Here is the solution:
- I am in the project build on SmartClient. We need to download/export data of a grid (table like structure).
- We were using RESTish web services to serve the data from Server side. So I could not hit the url two times; one for grid and second time for export/transform the data to download.
- What I did is made two JSPs namely: blank.jsp and export.jsp.
- blank.jsp is literally blank, now I need to export the grid data that I already have on client side.
- Now when ever user asks to export the grid data, I do below:
- Open a new window with url blank.jsp
- using document.write I create a form in it with one field name text in it and set data to export inside it.

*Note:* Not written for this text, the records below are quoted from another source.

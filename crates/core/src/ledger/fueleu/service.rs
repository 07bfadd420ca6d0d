//! FuelEU balance ledger service.

use std::sync::Arc;

use tidemark_shared::config::LedgerConfig;
use tidemark_shared::types::VesselId;

use super::repository::{BalanceWrite, FuelEuCommit, FuelEuRepository};
use super::rules;
use super::types::{FuelEuOperation, FuelEuPeriodBalance, PeriodClosure};
use crate::ledger::error::LedgerError;
use crate::ledger::pool::PoolAllocationRegistry;
use crate::ledger::retry::commit_with_retries;
use crate::policy::CompliancePolicy;

/// Per (vessel, period) compliance balance ledger with banking, borrowing
/// and pooling.
#[derive(Debug)]
pub struct FuelEuLedger<R> {
    repository: R,
    policy: Arc<CompliancePolicy>,
    max_commit_retries: u32,
}

fn write(loaded: &FuelEuPeriodBalance, updated: FuelEuPeriodBalance) -> BalanceWrite {
    BalanceWrite {
        expected_version: loaded.version,
        balance: updated,
    }
}

impl<R: FuelEuRepository> FuelEuLedger<R> {
    /// Creates a ledger over `repository`.
    #[must_use]
    pub fn new(repository: R, policy: Arc<CompliancePolicy>, config: &LedgerConfig) -> Self {
        Self {
            repository,
            policy,
            max_commit_retries: config.max_commit_retries,
        }
    }

    /// Current balance of a period; an unwritten period reads as empty.
    ///
    /// # Errors
    ///
    /// Returns a storage error.
    pub fn balance(
        &self,
        vessel_id: VesselId,
        period_year: i32,
    ) -> Result<FuelEuPeriodBalance, LedgerError> {
        Ok(self
            .repository
            .balance(vessel_id, period_year)?
            .unwrap_or_else(|| FuelEuPeriodBalance::opening(vessel_id, period_year)))
    }

    /// Pool allocation queries over the same store.
    #[must_use]
    pub fn pools(&self) -> PoolAllocationRegistry<'_, R> {
        PoolAllocationRegistry::new(&self.repository)
    }

    /// Applies one mutation to the vessel's `period_year` balance.
    ///
    /// Returns the updated balance of `period_year`. A BANK also credits the
    /// target period in the same commit.
    ///
    /// # Errors
    ///
    /// Returns the violated rule, `ConcurrentModification` once retries are
    /// exhausted, or a storage error. Nothing is written on error.
    pub fn apply(
        &self,
        vessel_id: VesselId,
        period_year: i32,
        operation: FuelEuOperation,
    ) -> Result<FuelEuPeriodBalance, LedgerError> {
        let result = commit_with_retries(self.max_commit_retries, operation.name(), || {
            self.try_apply(vessel_id, period_year, &operation)
        });

        match &result {
            Ok(balance) => tracing::info!(
                vessel_id = %vessel_id,
                period_year,
                operation = operation.name(),
                balance_gco2e = balance.balance_gco2e.get(),
                version = balance.version,
                "FuelEU operation committed"
            ),
            Err(err) => tracing::warn!(
                vessel_id = %vessel_id,
                period_year,
                operation = operation.name(),
                code = err.error_code(),
                error = %err,
                "FuelEU operation rejected"
            ),
        }
        result
    }

    fn try_apply(
        &self,
        vessel_id: VesselId,
        period_year: i32,
        operation: &FuelEuOperation,
    ) -> Result<FuelEuPeriodBalance, LedgerError> {
        let current = self.balance(vessel_id, period_year)?;

        let (updated, commit) = match *operation {
            FuelEuOperation::RecordCompliance { amount } => {
                let updated = rules::record_compliance(&current, amount)?;
                let commit = FuelEuCommit {
                    balances: vec![write(&current, updated.clone())],
                    allocation: None,
                };
                (updated, commit)
            }
            FuelEuOperation::Bank {
                amount,
                target_period,
            } => {
                let target = self.balance(vessel_id, target_period)?;
                let (source, destination) = rules::bank(&self.policy, &current, &target, amount)?;
                let commit = FuelEuCommit {
                    balances: vec![
                        write(&current, source.clone()),
                        write(&target, destination),
                    ],
                    allocation: None,
                };
                (source, commit)
            }
            FuelEuOperation::Borrow {
                amount,
                from_period,
            } => {
                let allocation = self.repository.allocation(vessel_id, period_year)?;
                let updated = rules::borrow(
                    &self.policy,
                    &current,
                    from_period,
                    allocation.as_ref(),
                    amount,
                )?;
                let commit = FuelEuCommit {
                    balances: vec![write(&current, updated.clone())],
                    allocation: None,
                };
                (updated, commit)
            }
            FuelEuOperation::JoinPool {
                pool_id,
                allocation_type,
                amount,
            } => {
                let existing = self.repository.allocation(vessel_id, period_year)?;
                let (updated, allocation) = rules::join_pool(
                    &current,
                    existing.as_ref(),
                    pool_id,
                    allocation_type,
                    amount,
                )?;
                let commit = FuelEuCommit {
                    balances: vec![write(&current, updated.clone())],
                    allocation: Some(allocation),
                };
                (updated, commit)
            }
        };

        self.repository.commit(commit)?;
        Ok(updated)
    }

    /// Closes a period and carries a surplus into the next one.
    ///
    /// # Errors
    ///
    /// `ClosureDeficit` for a negative balance, `PeriodClosed` if already
    /// closed, `ConcurrentModification` once retries are exhausted, or a
    /// storage error.
    pub fn close_period(
        &self,
        vessel_id: VesselId,
        period_year: i32,
    ) -> Result<PeriodClosure, LedgerError> {
        let result = commit_with_retries(self.max_commit_retries, "CLOSE_PERIOD", || {
            self.try_close(vessel_id, period_year)
        });

        match &result {
            Ok(closure) => tracing::info!(
                vessel_id = %vessel_id,
                period_year,
                carried_forward_gco2e = closure.carried_forward_gco2e.get(),
                "FuelEU period closed"
            ),
            Err(err) => tracing::warn!(
                vessel_id = %vessel_id,
                period_year,
                code = err.error_code(),
                error = %err,
                "FuelEU period closure rejected"
            ),
        }
        result
    }

    fn try_close(&self, vessel_id: VesselId, period_year: i32) -> Result<PeriodClosure, LedgerError> {
        let next_year = period_year.checked_add(1).ok_or(LedgerError::AmountOverflow)?;
        let current = self.balance(vessel_id, period_year)?;
        let next = self.balance(vessel_id, next_year)?;

        let (closed, opening, carried) = rules::close(&current, &next)?;

        let mut balances = vec![write(&current, closed.clone())];
        if carried.is_positive() {
            balances.push(write(&next, opening.clone()));
        }
        self.repository.commit(FuelEuCommit {
            balances,
            allocation: None,
        })?;

        Ok(PeriodClosure {
            closed,
            carried_forward_gco2e: carried,
            next: opening,
        })
    }
}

- Now POST that form to export.jsp of same heirarchy.
- Contents of export.jsp I am pasting below are self explanatory.
<%@ page import="java.util.*,java.io.*,java.util.Enumeration"%>
<%
response.setContentType ("text/csv");
//set the header and also the Name by which user will be prompted to save
response.setHeader ("Content-Disposition", "attachment;filename=\"data.csv\"");
String contents = request.getParameter ("text");
if (!(contents!= null && contents!=""))
contents = "No data";
else
contents = contents.replaceAll ("NEW_LINE", "\n");
//Open an input stream to the file and post the file contents thru the
//servlet output stream to the client m/c
InputStream in = new ByteArrayInputStream(contents.getBytes ());
ServletOutputStream outs = response.getOutputStream();
int bit = 256;
int i = 0;
try {
while ((bit) >= 0) {
bit = in.read();
outs.write(bit);
}
//System.out.println("" +bit);
} catch (IOException ioe) {
ioe.printStackTrace(System.out);
}
outs.flush();
outs.close();
in.close();
%>
<HTML>
<HEAD>
</HEAD>
<BODY>
<script type="text/javascript">
try {window.close ();} catch (e) {alert (e);}
</script>
</BODY>
</HTML>
This code is tested and deployed/working in production environment, also this is cross-browser functionality.
you have no way to touch the local disk with Javascript by design.
I think you could pass the whole bunch of data from javascript to the server side code ( php, asp.net, java... ) then you could stream it down to the browser somehow.